According to researchers, EA determines whether ER strategies are successful. In turn, the use of a specific ER strategy affects the outcome of an emotional experience and response. The habitual use of maladaptive ER strategies eventually leads to physical and mental illnesses (Van Beveren et al., 2019). When individuals experience negative emotions, their EA can help them choose adaptive regulation strategies, thereby effectively alleviating these emotions. Conversely, a lack of EA can lead to maladaptive behaviors and persistent negative emotions that cause subsequent issues. Accordingly, we reasoned that ER is involved in the relationship between maladaptation and EA (Barrett and Gross, 2001) and that individuals must thus recognize and understand their emotions when choosing an ER strategy and deciding on the optimal solution.
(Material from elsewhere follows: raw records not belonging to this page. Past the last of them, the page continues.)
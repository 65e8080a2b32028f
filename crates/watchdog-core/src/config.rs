//! watchdog.toml configuration parser.

use std::collections::BTreeMap;
use std::path::Path;
use std::time::Duration;

use serde::{Deserialize, Serialize};

use crate::error::{ConfigError, ConfigResult};

/// Printed when the configuration file cannot be found.
pub const EXAMPLE_CONFIG: &str = r#"bind_addr = "0.0.0.0:8079"
interval = "5m"
slack_webhooks = ["https://hooks.slack.com/services/T000/B000/XXXX"]
check_certificate_expiry = ["https://privacybydesign.foundation"]

[check_scheme_managers]
"https://privacybydesign.foundation/schememanager/pbdf" = """
-----BEGIN PUBLIC KEY-----
MFkwEwYHKoZIzj0CAQYIKoZIzj0DAQcDQgAELzHV5ipBimWpuZIDaQQd+KmNpNop
dpBeCqpDwf+Grrw9ReODb6nwlsPJ/c/gqLnc+Y3sKOAJ2bFGI+jHBSsglg==
-----END PUBLIC KEY-----
"""

[[health_checks]]
request_url = "https://privacybydesign.foundation/health"
response_body_contains = "ok"
"#;

#[derive(Debug, Clone, Serialize, Deserialize)]
#[serde(default)]
pub struct WatchdogConfig {
    /// Address the status page listens on.
    pub bind_addr: String,
    /// Pause between the end of one check cycle and the start of the next.
    #[serde(with = "duration_str")]
    pub interval: Duration,
    /// Per-request timeout for health checks.
    #[serde(with = "duration_str")]
    pub request_timeout: Duration,
    /// Delay between launching consecutive health check tasks.
    #[serde(with = "duration_str")]
    pub stagger: Duration,
    pub retry: RetryConfig,
    pub slack_webhooks: Vec<String>,
    pub health_checks: Vec<HealthCheckSpec>,
    pub check_certificate_expiry: Vec<String>,
    pub check_timestamp_servers: Vec<String>,
    /// Scheme manager URL → pinned PEM public key.
    pub check_scheme_managers: BTreeMap<String, String>,
}

impl Default for WatchdogConfig {
    fn default() -> Self {
        Self {
            bind_addr: "0.0.0.0:8079".to_string(),
            interval: Duration::from_secs(5 * 60),
            request_timeout: Duration::from_secs(3),
            stagger: Duration::from_millis(10),
            retry: RetryConfig::default(),
            slack_webhooks: Vec::new(),
            health_checks: Vec::new(),
            check_certificate_expiry: Vec::new(),
            check_timestamp_servers: Vec::new(),
            check_scheme_managers: BTreeMap::new(),
        }
    }
}

/// Retry budget for a single health check.
#[derive(Debug, Clone, Copy, PartialEq, Eq, Serialize, Deserialize)]
#[serde(default)]
pub struct RetryConfig {
    /// Retries after the first attempt.
    pub max_retries: u32,
    #[serde(with = "duration_str")]
    pub min_backoff: Duration,
    #[serde(with = "duration_str")]
    pub max_backoff: Duration,
}

impl Default for RetryConfig {
    fn default() -> Self {
        Self {
            max_retries: 4,
            min_backoff: Duration::from_secs(1),
            max_backoff: Duration::from_secs(30),
        }
    }
}

/// One configured HTTP health check.
///
/// Read-only after load: the method and status defaults are resolved
/// through accessors, never written back.
#[derive(Debug, Clone, Default, PartialEq, Eq, Serialize, Deserialize)]
#[serde(default)]
pub struct HealthCheckSpec {
    pub request_url: String,
    pub request_method: Option<String>,
    pub request_headers: BTreeMap<String, String>,
    pub request_body: String,

    pub response_status_code_equals: Option<u16>,
    pub response_header_contains: BTreeMap<String, String>,
    pub response_body_contains: String,
}

impl HealthCheckSpec {
    /// A GET check expecting 200 from `url`.
    pub fn get(url: impl Into<String>) -> Self {
        Self {
            request_url: url.into(),
            ..Default::default()
        }
    }

    /// Request method, `GET` when unset.
    pub fn method(&self) -> &str {
        match self.request_method.as_deref() {
            Some(m) if !m.is_empty() => m,
            _ => "GET",
        }
    }

    /// Expected status code, 200 when unset.
    pub fn expected_status(&self) -> u16 {
        match self.response_status_code_equals {
            Some(code) if code != 0 => code,
            _ => 200,
        }
    }
}

impl WatchdogConfig {
    pub fn from_file(path: &Path) -> ConfigResult<Self> {
        let content = std::fs::read_to_string(path).map_err(|source| ConfigError::Read {
            path: path.display().to_string(),
            source,
        })?;
        Self::from_toml_str(&content)
    }

    pub fn from_toml_str(content: &str) -> ConfigResult<Self> {
        let config: WatchdogConfig = toml::from_str(content)?;
        config.validate()?;
        Ok(config)
    }

    pub fn validate(&self) -> ConfigResult<()> {
        if self.interval.is_zero() {
            return Err(ConfigError::Invalid("interval must be non-zero".to_string()));
        }
        if self.retry.max_backoff < self.retry.min_backoff {
            return Err(ConfigError::Invalid(
                "retry.max_backoff must not be below retry.min_backoff".to_string(),
            ));
        }
        Ok(())
    }

    pub fn to_toml_string(&self) -> ConfigResult<String> {
        Ok(toml::to_string_pretty(self)?)
    }

    /// Total number of configured targets across all check categories.
    pub fn target_count(&self) -> usize {
        self.health_checks.len()
            + self.check_certificate_expiry.len()
            + self.check_timestamp_servers.len()
            + self.check_scheme_managers.len()
    }
}

/// Parse a duration string like "5s", "500ms", "1m", "2h".
///
/// A bare number is taken as seconds.
pub fn parse_duration(s: &str) -> ConfigResult<Duration> {
    let s = s.trim();
    let invalid = || ConfigError::Duration(s.to_string());
    let (number, scale, millis) = if let Some(ms) = s.strip_suffix("ms") {
        (ms, 1, true)
    } else if let Some(secs) = s.strip_suffix('s') {
        (secs, 1, false)
    } else if let Some(mins) = s.strip_suffix('m') {
        (mins, 60, false)
    } else if let Some(hours) = s.strip_suffix('h') {
        (hours, 3600, false)
    } else {
        (s, 1, false)
    };

    let value = number
        .trim()
        .parse::<u64>()
        .ok()
        .and_then(|n| n.checked_mul(scale))
        .ok_or_else(invalid)?;
    Ok(if millis {
        Duration::from_millis(value)
    } else {
        Duration::from_secs(value)
    })
}

fn format_duration(d: Duration) -> String {
    let millis = d.as_millis();
    if millis % 1000 != 0 {
        return format!("{millis}ms");
    }
    let secs = d.as_secs();
    if secs != 0 && secs % 3600 == 0 {
        format!("{}h", secs / 3600)
    } else if secs != 0 && secs % 60 == 0 {
        format!("{}m", secs / 60)
    } else {
        format!("{secs}s")
    }
}

mod duration_str {
    use std::time::Duration;

    use serde::{Deserialize, Deserializer, Serializer, de};

    #[derive(Deserialize)]
    #[serde(untagged)]
    enum Raw {
        Text(String),
        Seconds(u64),
    }

    pub fn serialize<S: Serializer>(d: &Duration, serializer: S) -> Result<S::Ok, S::Error> {
        serializer.serialize_str(&super::format_duration(*d))
    }

    pub fn deserialize<'de, D: Deserializer<'de>>(deserializer: D) -> Result<Duration, D::Error> {
        match Raw::deserialize(deserializer)? {
            Raw::Seconds(secs) => Ok(Duration::from_secs(secs)),
            Raw::Text(text) => super::parse_duration(&text).map_err(de::Error::custom),
        }
    }
}

#[cfg(test)]
mod tests {
    use super::*;

    #[test]
    fn defaults_apply_to_empty_file() {
        let config = WatchdogConfig::from_toml_str("").unwrap();
        assert_eq!(config.bind_addr, "0.0.0.0:8079");
        assert_eq!(config.interval, Duration::from_secs(300));
        assert_eq!(config.request_timeout, Duration::from_secs(3));
        assert_eq!(config.stagger, Duration::from_millis(10));
        assert_eq!(config.retry.max_retries, 4);
        assert_eq!(config.target_count(), 0);
    }

    #[test]
    fn example_config_parses() {
        let config = WatchdogConfig::from_toml_str(EXAMPLE_CONFIG).unwrap();
        assert_eq!(config.slack_webhooks.len(), 1);
        assert_eq!(config.check_scheme_managers.len(), 1);
        assert_eq!(config.health_checks.len(), 1);
        assert_eq!(config.health_checks[0].response_body_contains, "ok");
        let pk = config.check_scheme_managers.values().next().unwrap();
        assert!(pk.contains("BEGIN PUBLIC KEY"));
    }

    #[test]
    fn parse_full_health_check() {
        let toml_str = r#"
interval = "30s"

[retry]
max_retries = 2
min_backoff = "100ms"
max_backoff = "1s"

[[health_checks]]
request_url = "https://api.example.org/health"
request_method = "POST"
request_body = "{}"
request_headers = { Accept = "application/json" }
response_status_code_equals = 204
response_header_contains = { "X-Status" = "ok", "X-Region" = "eu" }
"#;
        let config = WatchdogConfig::from_toml_str(toml_str).unwrap();
        assert_eq!(config.interval, Duration::from_secs(30));
        assert_eq!(config.retry.max_retries, 2);
        assert_eq!(config.retry.min_backoff, Duration::from_millis(100));

        let check = &config.health_checks[0];
        assert_eq!(check.method(), "POST");
        assert_eq!(check.expected_status(), 204);
        assert_eq!(check.request_headers["Accept"], "application/json");
        // BTreeMap keeps header assertions in a stable order.
        let keys: Vec<_> = check.response_header_contains.keys().collect();
        assert_eq!(keys, vec!["X-Region", "X-Status"]);
    }

    #[test]
    fn health_check_defaults_are_not_written_back() {
        let check = HealthCheckSpec::get("http://localhost/");
        assert_eq!(check.method(), "GET");
        assert_eq!(check.expected_status(), 200);
        assert!(check.request_method.is_none());
        assert!(check.response_status_code_equals.is_none());
    }

    #[test]
    fn zero_interval_rejected() {
        let err = WatchdogConfig::from_toml_str("interval = \"0s\"").unwrap_err();
        assert!(matches!(err, ConfigError::Invalid(_)));
    }

    #[test]
    fn bad_duration_rejected() {
        let err = WatchdogConfig::from_toml_str("interval = \"soon\"").unwrap_err();
        assert!(matches!(err, ConfigError::Parse(_)));
    }

    #[test]
    fn numeric_duration_is_seconds() {
        let config = WatchdogConfig::from_toml_str("interval = 90").unwrap();
        assert_eq!(config.interval, Duration::from_secs(90));
    }

    #[test]
    fn from_file_reports_missing_path() {
        let err = WatchdogConfig::from_file(Path::new("/nonexistent/watchdog.toml")).unwrap_err();
        assert!(matches!(err, ConfigError::Read { .. }));
    }

    #[test]
    fn from_file_reads_toml() {
        let dir = tempfile::tempdir().unwrap();
        let path = dir.path().join("watchdog.toml");
        std::fs::write(&path, "bind_addr = \"127.0.0.1:9000\"\n").unwrap();
        let config = WatchdogConfig::from_file(&path).unwrap();
        assert_eq!(config.bind_addr, "127.0.0.1:9000");
    }

    #[test]
    fn round_trips_through_toml() {
        let config = WatchdogConfig::from_toml_str(EXAMPLE_CONFIG).unwrap();
        let rendered = config.to_toml_string().unwrap();
        assert!(rendered.contains("interval = \"5m\""));
        assert!(rendered.contains("stagger = \"10ms\""));
    }

    #[test]
    fn parse_duration_units() {
        assert_eq!(parse_duration("500ms").unwrap(), Duration::from_millis(500));
        assert_eq!(parse_duration("5s").unwrap(), Duration::from_secs(5));
        assert_eq!(parse_duration("2m").unwrap(), Duration::from_secs(120));
        assert_eq!(parse_duration("1h").unwrap(), Duration::from_secs(3600));
        assert_eq!(parse_duration("10").unwrap(), Duration::from_secs(10));
        assert!(matches!(parse_duration("abc"), Err(ConfigError::Duration(s)) if s == "abc"));
    }

    #[test]
    fn oversized_duration_is_rejected() {
        assert!(matches!(
            parse_duration("999999999999999999h"),
            Err(ConfigError::Duration(_))
        ));
        assert!(matches!(
            parse_duration("999999999999999999999m"),
            Err(ConfigError::Duration(_))
        ));

        let err = WatchdogConfig::from_toml_str("interval = \"999999999999999999h\"").unwrap_err();
        assert!(matches!(err, ConfigError::Parse(_)));
        assert!(err.to_string().contains("invalid duration: 999999999999999999h"));
    }
}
Some researchers have hypothesized that EA affects depression through ER. Specifically, their findings indicated that individuals who paid more attention to emotional information and could clearly recognize their emotions were more inclined to choose cognitive reappraisal as a strategy, thereby facing fewer emotional adjustment issues (e.g., depression) (Boden and Thompson, 2015). In other words, individuals with high EA considered cognitive reappraisal more effective and used it for ER, thereby avoiding depressive symptoms. However, individuals who paid less attention to, and tended to be confused by, their emotions were more likely to use expressive suppression, resulting in a greater prevalence of depression (Boden and Thompson, 2015). In a study of adolescents, Vine and Aldao (2014) proposed that adverse ER strategies had an obvious mediating effect in the relationship between EA and emotional issues. Poor EA can be a major contributor to the development of depressive symptoms during adolescence if individuals are not adept at using adaptive ER strategies because additional cognitive resources (i.e., good EA) are required to activate such strategies; non-adaptive strategies are automatic and somatic (Van Beveren et al., 2019).
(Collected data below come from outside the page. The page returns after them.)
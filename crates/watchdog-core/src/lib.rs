//! watchdog-core — shared types for the infrastructure watchdog.
//!
//! Holds the issue model every probe reports into, and the TOML
//! configuration the daemon is started from.

pub mod config;
pub mod error;
pub mod types;

pub use config::{EXAMPLE_CONFIG, HealthCheckSpec, RetryConfig, WatchdogConfig, parse_duration};
pub use error::{ConfigError, ConfigResult};
pub use types::*;
//! Fire-and-forget fan-out of notifications to every channel.

use std::sync::Arc;

use async_trait::async_trait;
use tokio::task::{JoinHandle, JoinSet};
use tracing::{debug, error, warn};

use crate::error::NotifyResult;
use crate::policy::Notification;

/// A delivery channel for notifications.
#[async_trait]
pub trait NotificationSink: Send + Sync {
    /// Identifies the channel in logs.
    fn name(&self) -> &str;

    async fn send(&self, notification: &Notification) -> NotifyResult<()>;
}

/// Sends notifications to all sinks on detached tasks, one per sink.
#[derive(Clone, Default)]
pub struct Dispatcher {
    sinks: Vec<Arc<dyn NotificationSink>>,
}

impl Dispatcher {
    pub fn new(sinks: Vec<Arc<dyn NotificationSink>>) -> Self {
        Self { sinks }
    }

    /// Spawn delivery of `notifications` and return immediately.
    ///
    /// Every notification is attempted on every sink, in order per sink;
    /// a slow sink does not hold up the others. Failures are logged and
    /// never retried. The handle resolves once every sink is done and is
    /// only useful to tests; callers normally drop it.
    pub fn dispatch(&self, notifications: Vec<Notification>) -> Option<JoinHandle<()>> {
        if notifications.is_empty() || self.sinks.is_empty() {
            return None;
        }
        let notifications = Arc::new(notifications);
        let mut deliveries = JoinSet::new();
        for sink in &self.sinks {
            let sink = sink.clone();
            let notifications = notifications.clone();
            deliveries.spawn(async move { deliver(sink.as_ref(), &notifications).await });
        }
        Some(tokio::spawn(async move {
            while let Some(joined) = deliveries.join_next().await {
                if let Err(e) = joined {
                    error!(error = %e, "notification task failed");
                }
            }
        }))
    }
}

async fn deliver(sink: &dyn NotificationSink, notifications: &[Notification]) {
    for notification in notifications {
        match sink.send(notification).await {
            Ok(()) => debug!(sink = sink.name(), text = %notification.text, "notification sent"),
            Err(e) => warn!(sink = sink.name(), error = %e, "notification delivery failed"),
        }
    }
}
The present study and hypotheses development

Although there is no related empirical research involving children, we deduced from existing research that a lack of EA was related to insufficient ER (Hubbard et al., 2002; Stegge and Terwogt, 2007; Eckland and English, 2019) and non-adaptive ER strategies. These tendencies caused emotional adjustment issues (Eisenberg et al., 2007; Blair et al., 2015), such as childhood depression. Accordingly, we reasoned that a mediating relationship exists between children’s EA, ER, and emotional adaptation. However, there is a lack of longitudinal follow-up research on the mechanism by which the various variables interact in child development. Most existing studies on the topic are cross-sectional (Sendzik et al., 2017), and the mutual interactions between the variables during the developmental process are yet to be examined. Thus, the predictive mechanism of EA, ER, and emotional adaptation during child development remains unclear.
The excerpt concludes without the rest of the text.